Transcribe the following entries word for word. End with the line where "pub const EPSILON: f64 = 1e-9;" appears.

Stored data
((
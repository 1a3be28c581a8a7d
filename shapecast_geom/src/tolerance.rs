// Copyright 2025 the Understory Authors
// SPDX-License-Identifier: Apache-2.0 OR MIT

//! Floating-point tolerance helpers shared by the intersection code.

use kurbo::{Point, Vec2};

/// Absolute (and relative) tolerance used for snapping and parallelism tests.
pub const EPSILON: f64 = 1e-9;

/// Whether `a` and `b` are equal within [`EPSILON`], absolutely or relative to `b`.
#[inline]
pub fn approx_eq(a: f64, b: f64) -> bool {
    let d = (b - a).abs();
    d <= EPSILON || d <= EPSILON * b.abs()
}

/// Component-wise [`approx_eq`] for points.
#[inline]
pub fn approx_eq_point(a: Point, b: Point) -> bool {
    approx_eq(a.x, b.x) && approx_eq(a.y, b.y)
}

/// Sign of `v` as -1, 0 or 1.
#[inline]
pub(crate) fn sign(v: f64) -> i8 {
    if v > 0.0 {
        1
    } else if v < 0.0 {
        -1
    } else {
        0
    }
}

/// Normalize `v`, keeping the zero vector as zero.
#[inline]
pub(crate) fn normalized(v: Vec2) -> Vec2 {
    let len = v.hypot();
    if len > 0.0 { v / len } else { Vec2::ZERO }
}
impl SpatialTree {
    /// Create an empty index with the default configuration.
    pub fn new() -> Self {
        Self::build(IndexConfig::default())
    }

    /// Create an empty index with `config`.
    pub fn with_config(config: IndexConfig) -> Result<Self, ConfigError> {
        config.validate()?;
        Ok(Self::build(config))
    }

    fn build(config: IndexConfig) -> Self {
        Self {
            id: IndexId::next(),
            config,
            grid: DynamicGrid::new(config.cell_size),
            static_tree: StaticTree::default(),
            static_members: BTreeSet::new(),
            pending_static: FxHashSet::default(),
            dirty: false,
        }
    }

    /// Identity recorded in the registrations of this index's shapes.
    pub fn id(&self) -> IndexId {
        self.id
    }

    /// The configuration the index was built with.
    pub fn config(&self) -> &IndexConfig {
        &self.config
    }

    fn register(&self, arena: &mut ShapeArena, id: ShapeId, partition: Partition) -> Rect {
        let Some(shape) = arena.get_mut(id) else {
            panic!("{id:?} is not a live shape");
        };
        if let Some(r) = shape.registration() {
            panic!("{id:?} is already registered in {:?}", r.index);
        }
        shape.set_registration(Some(Registration {
            index: self.id,
            partition,
        }));
        log::trace!("{id:?} registered as {partition:?}");
        shape.bounding_box()
    }

    /// Register a shape in the static partition.
    ///
    /// The shape becomes visible to queries after the next [`commit`](Self::commit).
    ///
    /// # Panics
    ///
    /// Panics if `id` is stale or the shape is already registered.
    pub fn add_static(&mut self, arena: &mut ShapeArena, id: ShapeId) {
        let _ = self.register(arena, id, Partition::Static);
        self.static_members.insert(id);
        self.pending_static.insert(id);
        self.dirty = true;
    }

    /// Register a shape in the dynamic partition. It is queryable immediately.
    ///
    /// # Panics
    ///
    /// Panics if `id` is stale or the shape is already registered.
    pub fn add_dynamic(&mut self, arena: &mut ShapeArena, id: ShapeId) {
        let bounds = self.register(arena, id, Partition::Dynamic);
        self.grid.insert(id, bounds);
    }

    /// Unregister a shape from whichever partition holds it.
    ///
    /// # Panics
    ///
    /// Panics if `id` is stale or the shape is not registered in this index.
    pub fn remove(&mut self, arena: &mut ShapeArena, id: ShapeId) {
        let Some(shape) = arena.get_mut(id) else {
            panic!("{id:?} is not a live shape");
        };
        let partition = match shape.registration() {
            Some(r) if r.index == self.id => r.partition,
            _ => panic!("{id:?} is not registered in {:?}", self.id),
        };
        shape.set_registration(None);
        match partition {
            Partition::Static => {
                self.static_members.remove(&id);
                self.pending_static.remove(&id);
                self.dirty = true;
            }
            Partition::Dynamic => {
                self.grid.remove(id);
            }
        }
        log::trace!("{id:?} removed from {partition:?}");
    }

    /// Apply `affine` to a dynamic shape and move it in the grid.
    ///
    /// # Panics
    ///
    /// Panics if `id` is stale or the shape is not registered as dynamic in
    /// this index. Static shapes never move; remove and re-add them instead.
    pub fn transform(&mut self, arena: &mut ShapeArena, id: ShapeId, affine: Affine) {
        let Some(shape) = arena.get_mut(id) else {
            panic!("{id:?} is not a live shape");
        };
        assert_eq!(
            shape.registration(),
            Some(Registration {
                index: self.id,
                partition: Partition::Dynamic,
            }),
            "only dynamic shapes of this index can be transformed"
        );
        shape.transform_registered(affine);
        let bounds = shape.bounding_box();
        self.grid.relocate(id, bounds);
    }

    /// Whether static changes are waiting for [`commit`](Self::commit).
    pub fn is_dirty(&self) -> bool {
        self.dirty
    }

    /// Rebuild the static partition if it changed. Returns whether a rebuild happened.
    pub fn commit(&mut self, arena: &ShapeArena) -> bool {
        if !self.dirty {
            return false;
        }
        let items: Vec<(ShapeId, Rect)> = self
            .static_members
            .iter()
            .filter_map(|&id| arena.get(id).map(|s| (id, s.bounding_box())))
            .collect();
        self.static_tree = StaticTree::build(items, self.config.static_leaf_size);
        self.pending_static.clear();
        self.dirty = false;
        log::debug!(
            "static partition rebuilt: {} shapes, {} nodes, depth {}",
            self.static_tree.len(),
            self.static_tree.node_count(),
            self.static_tree.depth()
        );
        true
    }

    /// A committed static shape of this index matching `mask`.
    fn static_shape<'a>(
        &self,
        arena: &'a ShapeArena,
        id: ShapeId,
        mask: ShapeMask,
    ) -> Option<&'a Shape> {
        if self.pending_static.contains(&id) {
            return None;
        }
        let shape = arena.get(id)?;
        let current = shape.registration()
            == Some(Registration {
                index: self.id,
                partition: Partition::Static,
            });
        (current && shape.type_mask().intersects(mask)).then_some(shape)
    }

    /// A dynamic shape of this index matching `mask`.
    fn dynamic_shape<'a>(
        &self,
        arena: &'a ShapeArena,
        id: ShapeId,
        mask: ShapeMask,
    ) -> Option<&'a Shape> {
        arena
            .get(id)
            .filter(|s| s.type_mask().intersects(mask))
    }

    /// Nearest shape hit by `ray` among shapes whose type mask intersects `mask`.
    ///
    /// When both partitions are searched, the static hit bounds the dynamic
    /// walk and wins ties.
    pub fn ray_cast(
        &self,
        arena: &ShapeArena,
        ray: &Ray,
        mask: ShapeMask,
        filter: PartitionFilter,
    ) -> RayCastResult {
        if ray.is_degenerate() {
            return None;
        }
        let static_hit = if filter.contains(PartitionFilter::STATIC) {
            self.static_tree.ray_cast(ray, f64::INFINITY, |id| {
                self.static_shape(arena, id, mask)?
                    .geometry()
                    .ray_intersection(ray)
            })
        } else {
            None
        };
        if !filter.contains(PartitionFilter::DYNAMIC) {
            return static_hit;
        }
        let bound = static_hit.map_or(f64::INFINITY, |h| h.parameter);
        let dynamic_hit = self.grid.ray_cast(ray, bound, |id| {
            self.dynamic_shape(arena, id, mask)?
                .geometry()
                .ray_intersection(ray)
        });
        match (static_hit, dynamic_hit) {
            (Some(s), Some(d)) if d.parameter < s.parameter => Some(d),
            (Some(s), _) => Some(s),
            (None, d) => d,
        }
    }

    /// Collect shapes whose bounds touch `rect` into `out`.
    ///
    /// The dynamic partition is searched first. Collection stops when `out`
    /// is full, and [`truncated`](ResultBuffer::truncated) reports whether a
    /// further match was dropped.
    pub fn range_query_into(
        &self,
        arena: &ShapeArena,
        rect: Rect,
        mask: ShapeMask,
        filter: PartitionFilter,
        exclude: Option<ShapeId>,
        out: &mut RangeQueryResult,
    ) {
        let _ = self.collect_range(arena, rect.abs(), mask, filter, exclude, out);
    }

    /// Value-returning form of [`range_query_into`](Self::range_query_into).
    pub fn range_query(
        &self,
        arena: &ShapeArena,
        rect: Rect,
        mask: ShapeMask,
        filter: PartitionFilter,
        exclude: Option<ShapeId>,
    ) -> RangeQueryResult {
        let mut out = RangeQueryResult::new();
        self.range_query_into(arena, rect, mask, filter, exclude, &mut out);
        out
    }

    fn collect_range(
        &self,
        arena: &ShapeArena,
        rect: Rect,
        mask: ShapeMask,
        filter: PartitionFilter,
        exclude: Option<ShapeId>,
        out: &mut RangeQueryResult,
    ) -> ControlFlow<()> {
        if filter.contains(PartitionFilter::DYNAMIC) {
            self.grid.visit_rect(rect, |id| {
                if Some(id) == exclude || self.dynamic_shape(arena, id, mask).is_none() {
                    return ControlFlow::Continue(());
                }
                offer(out, id, "range query")
            })?;
        }
        if filter.contains(PartitionFilter::STATIC) {
            self.static_tree.visit_rect(rect, |id| {
                if Some(id) == exclude || self.static_shape(arena, id, mask).is_none() {
                    return ControlFlow::Continue(());
                }
                offer(out, id, "range query")
            })?;
        }
        ControlFlow::Continue(())
    }

    /// Collect shapes containing `point` into `out`.
    pub fn pick_query_into(
        &self,
        arena: &ShapeArena,
        point: Point,
        mask: ShapeMask,
        filter: PartitionFilter,
        out: &mut RangeQueryResult,
    ) {
        let _ = self.collect_pick(arena, point, mask, filter, out);
    }

    /// Value-returning form of [`pick_query_into`](Self::pick_query_into).
    pub fn pick_query(
        &self,
        arena: &ShapeArena,
        point: Point,
        mask: ShapeMask,
        filter: PartitionFilter,
    ) -> RangeQueryResult {
        let mut out = RangeQueryResult::new();
        self.pick_query_into(arena, point, mask, filter, &mut out);
        out
    }

    fn collect_pick(
        &self,
        arena: &ShapeArena,
        point: Point,
        mask: ShapeMask,
        filter: PartitionFilter,
        out: &mut RangeQueryResult,
    ) -> ControlFlow<()> {
        if filter.contains(PartitionFilter::DYNAMIC) {
            self.grid.visit_point(point, |id| {
                match self.dynamic_shape(arena, id, mask) {
                    Some(s) if s.geometry().contains(point) => offer(out, id, "pick query"),
                    _ => ControlFlow::Continue(()),
                }
            })?;
        }
        if filter.contains(PartitionFilter::STATIC) {
            self.static_tree.visit_point(point, |id| {
                match self.static_shape(arena, id, mask) {
                    Some(s) if s.geometry().contains(point) => offer(out, id, "pick query"),
                    _ => ControlFlow::Continue(()),
                }
            })?;
        }
        ControlFlow::Continue(())
    }

    /// Collect the shapes overlapping shape `id` into `out`.
    ///
    /// Candidates are shapes whose type mask intersects the collision mask of
    /// `id`. Each [`Contact`] normal is the direction that pushes `id` out of
    /// the candidate.
    ///
    /// # Panics
    ///
    /// Panics if `id` is stale or not registered in this index.
    pub fn intersection_query_into(
        &self,
        arena: &ShapeArena,
        id: ShapeId,
        filter: PartitionFilter,
        out: &mut IntersectionQueryResult,
    ) {
        let Some(shape) = arena.get(id) else {
            panic!("{id:?} is not a live shape");
        };
        assert_eq!(
            shape.parent(),
            Some(self.id),
            "intersection queries need a shape registered in this index"
        );
        let _ = self.collect_contacts(arena, id, shape, filter, out);
    }

    /// Value-returning form of [`intersection_query_into`](Self::intersection_query_into).
    pub fn intersection_query(
        &self,
        arena: &ShapeArena,
        id: ShapeId,
        filter: PartitionFilter,
    ) -> IntersectionQueryResult {
        let mut out = IntersectionQueryResult::new();
        self.intersection_query_into(arena, id, filter, &mut out);
        out
    }

    fn collect_contacts(
        &self,
        arena: &ShapeArena,
        id: ShapeId,
        shape: &Shape,
        filter: PartitionFilter,
        out: &mut IntersectionQueryResult,
    ) -> ControlFlow<()> {
        let bounds = shape.bounding_box();
        let mask = shape.collision_mask();
        let mut test = |other_id: ShapeId, other: Option<&Shape>| {
            let Some(other) = other.filter(|_| other_id != id) else {
                return ControlFlow::Continue(());
            };
            match overlap(shape.geometry(), other.geometry()) {
                Some(m) => offer(
                    out,
                    Contact {
                        shape_a: id,
                        shape_b: other_id,
                        normal: m.normal,
                        penetration: m.penetration,
                    },
                    "intersection query",
                ),
                None => ControlFlow::Continue(()),
            }
        };
        if filter.contains(PartitionFilter::DYNAMIC) {
            self.grid.visit_rect(bounds, |other| {
                test(other, self.dynamic_shape(arena, other, mask))
            })?;
        }
        if filter.contains(PartitionFilter::STATIC) {
            self.static_tree.visit_rect(bounds, |other| {
                test(other, self.static_shape(arena, other, mask))
            })?;
        }
        ControlFlow::Continue(())
    }

    /// Number of shapes registered as static, committed or not.
    pub fn static_len(&self) -> usize {
        self.static_members.len()
    }

    /// Number of shapes registered as dynamic.
    pub fn dynamic_len(&self) -> usize {
        self.grid.len()
    }

    /// Extent of the occupied grid cells, if any dynamic shapes are registered.
    pub fn dynamic_bounds(&self) -> Option<Rect> {
        self.grid.bounds()
    }

    /// Whether shape `id` is registered in this index.
    pub fn is_registered(&self, arena: &ShapeArena, id: ShapeId) -> bool {
        arena.get(id).and_then(Shape::parent) == Some(self.id)
    }

    /// Unregister every shape and drop both partitions.
    pub fn clear(&mut self, arena: &mut ShapeArena) {
        let ids = self.static_members.iter().copied().chain(self.grid.ids());
        for id in ids {
            if let Some(shape) = arena.get_mut(id) {
                shape.set_registration(None);
            }
        }
        self.static_members.clear();
        self.pending_static.clear();
        self.static_tree = StaticTree::default();
        self.grid.clear();
        self.dirty = false;
    }
}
))
Your solution:
repository 1a3be28c581a8a7d
filename shapecast_geom/src/tolerance.rs
// Copyright 2025 the Understory Authors
// SPDX-License-Identifier: Apache-2.0 OR MIT

//! Floating-point tolerance helpers shared by the intersection code.

use kurbo::{Point, Vec2};

/// Absolute (and relative) tolerance used for snapping and parallelism tests.
pub const EPSILON: f64 = 1e-9;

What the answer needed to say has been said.